> _PROBLEM TO WORK ON_:
Filter out all lines without the word "struct" from the data below, please, and copy the rest.

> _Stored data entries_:

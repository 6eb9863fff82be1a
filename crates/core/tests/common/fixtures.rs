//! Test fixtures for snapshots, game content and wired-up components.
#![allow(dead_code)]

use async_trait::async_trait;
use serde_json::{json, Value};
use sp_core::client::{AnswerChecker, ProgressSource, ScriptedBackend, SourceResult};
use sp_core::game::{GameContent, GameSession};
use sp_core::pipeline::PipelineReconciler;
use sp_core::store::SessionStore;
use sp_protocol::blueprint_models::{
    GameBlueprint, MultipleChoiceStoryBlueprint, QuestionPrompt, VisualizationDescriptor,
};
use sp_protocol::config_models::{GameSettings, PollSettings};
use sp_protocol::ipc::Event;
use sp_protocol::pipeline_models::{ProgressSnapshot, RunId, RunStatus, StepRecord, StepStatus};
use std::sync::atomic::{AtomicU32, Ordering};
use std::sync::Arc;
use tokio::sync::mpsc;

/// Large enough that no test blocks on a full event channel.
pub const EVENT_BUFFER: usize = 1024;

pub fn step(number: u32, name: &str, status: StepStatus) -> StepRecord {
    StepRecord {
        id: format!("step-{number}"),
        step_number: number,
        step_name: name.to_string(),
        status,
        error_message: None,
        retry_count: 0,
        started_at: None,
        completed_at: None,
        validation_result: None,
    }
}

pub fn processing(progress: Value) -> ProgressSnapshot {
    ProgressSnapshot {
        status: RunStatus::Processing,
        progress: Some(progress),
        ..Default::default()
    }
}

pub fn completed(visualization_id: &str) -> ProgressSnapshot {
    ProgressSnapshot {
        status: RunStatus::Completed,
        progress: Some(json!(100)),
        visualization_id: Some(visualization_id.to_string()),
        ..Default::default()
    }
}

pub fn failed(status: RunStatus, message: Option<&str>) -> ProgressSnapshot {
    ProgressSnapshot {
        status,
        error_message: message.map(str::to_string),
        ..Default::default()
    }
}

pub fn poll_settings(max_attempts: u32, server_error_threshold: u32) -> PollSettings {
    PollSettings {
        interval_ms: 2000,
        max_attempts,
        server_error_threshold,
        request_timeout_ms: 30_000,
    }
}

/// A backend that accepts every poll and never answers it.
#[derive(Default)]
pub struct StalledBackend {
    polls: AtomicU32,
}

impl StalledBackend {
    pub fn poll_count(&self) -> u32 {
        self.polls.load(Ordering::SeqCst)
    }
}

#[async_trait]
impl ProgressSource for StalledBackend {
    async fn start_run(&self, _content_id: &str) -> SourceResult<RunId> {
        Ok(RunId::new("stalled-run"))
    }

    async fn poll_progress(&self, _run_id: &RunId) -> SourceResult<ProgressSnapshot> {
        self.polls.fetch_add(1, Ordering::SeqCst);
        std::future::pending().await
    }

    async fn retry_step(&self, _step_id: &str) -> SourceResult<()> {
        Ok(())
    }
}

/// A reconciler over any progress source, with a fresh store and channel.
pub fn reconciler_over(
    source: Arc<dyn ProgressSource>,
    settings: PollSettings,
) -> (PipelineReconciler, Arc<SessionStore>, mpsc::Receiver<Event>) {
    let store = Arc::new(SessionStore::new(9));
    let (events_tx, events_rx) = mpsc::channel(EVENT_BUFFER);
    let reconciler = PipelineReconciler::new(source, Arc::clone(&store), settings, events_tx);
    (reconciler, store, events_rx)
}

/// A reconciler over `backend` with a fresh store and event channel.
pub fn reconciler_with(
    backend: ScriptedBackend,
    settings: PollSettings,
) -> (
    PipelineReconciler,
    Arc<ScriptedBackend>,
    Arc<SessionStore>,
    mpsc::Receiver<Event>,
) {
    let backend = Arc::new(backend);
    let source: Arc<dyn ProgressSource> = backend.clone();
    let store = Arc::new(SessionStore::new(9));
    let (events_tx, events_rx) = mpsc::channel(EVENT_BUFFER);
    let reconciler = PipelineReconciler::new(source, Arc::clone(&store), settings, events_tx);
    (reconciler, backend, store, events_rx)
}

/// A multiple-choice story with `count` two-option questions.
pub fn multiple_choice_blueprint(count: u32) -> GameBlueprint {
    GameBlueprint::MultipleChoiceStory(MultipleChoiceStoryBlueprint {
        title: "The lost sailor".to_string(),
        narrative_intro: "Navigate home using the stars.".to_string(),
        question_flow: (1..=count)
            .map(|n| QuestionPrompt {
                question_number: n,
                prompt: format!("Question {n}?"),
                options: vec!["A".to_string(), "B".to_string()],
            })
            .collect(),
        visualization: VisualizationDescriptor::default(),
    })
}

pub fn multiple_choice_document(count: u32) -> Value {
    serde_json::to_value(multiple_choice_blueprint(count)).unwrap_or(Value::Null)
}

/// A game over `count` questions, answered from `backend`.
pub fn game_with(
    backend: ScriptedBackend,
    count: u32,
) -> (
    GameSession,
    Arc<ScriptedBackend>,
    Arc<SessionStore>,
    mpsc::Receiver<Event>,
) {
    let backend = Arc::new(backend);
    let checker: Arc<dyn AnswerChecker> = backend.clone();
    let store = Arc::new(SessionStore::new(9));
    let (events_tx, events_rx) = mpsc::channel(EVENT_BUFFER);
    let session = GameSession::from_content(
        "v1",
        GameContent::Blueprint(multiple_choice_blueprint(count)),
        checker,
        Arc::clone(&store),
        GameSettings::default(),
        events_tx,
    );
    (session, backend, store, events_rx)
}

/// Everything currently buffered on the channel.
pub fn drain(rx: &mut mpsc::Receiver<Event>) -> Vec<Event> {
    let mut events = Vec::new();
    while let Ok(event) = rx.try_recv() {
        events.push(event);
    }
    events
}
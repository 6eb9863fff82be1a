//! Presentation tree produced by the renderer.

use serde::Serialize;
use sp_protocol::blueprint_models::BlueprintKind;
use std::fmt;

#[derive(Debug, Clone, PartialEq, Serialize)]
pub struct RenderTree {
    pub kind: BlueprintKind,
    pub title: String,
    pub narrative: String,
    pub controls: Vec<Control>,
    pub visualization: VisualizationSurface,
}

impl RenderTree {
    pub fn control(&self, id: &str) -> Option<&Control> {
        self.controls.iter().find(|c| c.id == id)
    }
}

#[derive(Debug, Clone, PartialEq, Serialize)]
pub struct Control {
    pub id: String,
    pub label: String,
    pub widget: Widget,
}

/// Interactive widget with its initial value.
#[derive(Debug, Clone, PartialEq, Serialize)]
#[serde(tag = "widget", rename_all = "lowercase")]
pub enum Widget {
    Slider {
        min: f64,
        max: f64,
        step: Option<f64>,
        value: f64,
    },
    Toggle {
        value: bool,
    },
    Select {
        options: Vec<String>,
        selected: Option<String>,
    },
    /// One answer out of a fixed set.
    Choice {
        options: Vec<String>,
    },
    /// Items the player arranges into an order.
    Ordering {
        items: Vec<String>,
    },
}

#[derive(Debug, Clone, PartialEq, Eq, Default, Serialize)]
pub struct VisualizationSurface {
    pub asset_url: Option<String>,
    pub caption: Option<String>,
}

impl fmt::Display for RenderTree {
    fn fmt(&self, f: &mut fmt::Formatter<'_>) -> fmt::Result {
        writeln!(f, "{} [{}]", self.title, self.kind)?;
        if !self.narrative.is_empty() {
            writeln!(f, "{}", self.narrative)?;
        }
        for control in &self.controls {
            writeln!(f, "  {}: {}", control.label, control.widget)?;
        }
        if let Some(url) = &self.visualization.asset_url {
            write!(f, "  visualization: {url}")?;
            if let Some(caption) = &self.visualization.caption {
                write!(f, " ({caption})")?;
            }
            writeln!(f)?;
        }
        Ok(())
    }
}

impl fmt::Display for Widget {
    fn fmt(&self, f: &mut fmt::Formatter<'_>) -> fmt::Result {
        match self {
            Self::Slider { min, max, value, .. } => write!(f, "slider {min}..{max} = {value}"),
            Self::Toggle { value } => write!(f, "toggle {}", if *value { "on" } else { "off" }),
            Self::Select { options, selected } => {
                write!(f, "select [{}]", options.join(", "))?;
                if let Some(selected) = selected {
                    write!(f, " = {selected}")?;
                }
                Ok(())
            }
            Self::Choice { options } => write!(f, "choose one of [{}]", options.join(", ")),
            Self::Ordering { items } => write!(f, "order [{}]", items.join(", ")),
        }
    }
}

> _SOLUTION TO THIS TASK_:
pub struct StalledBackend {
pub struct RenderTree {
pub struct Control {
pub struct VisualizationSurface {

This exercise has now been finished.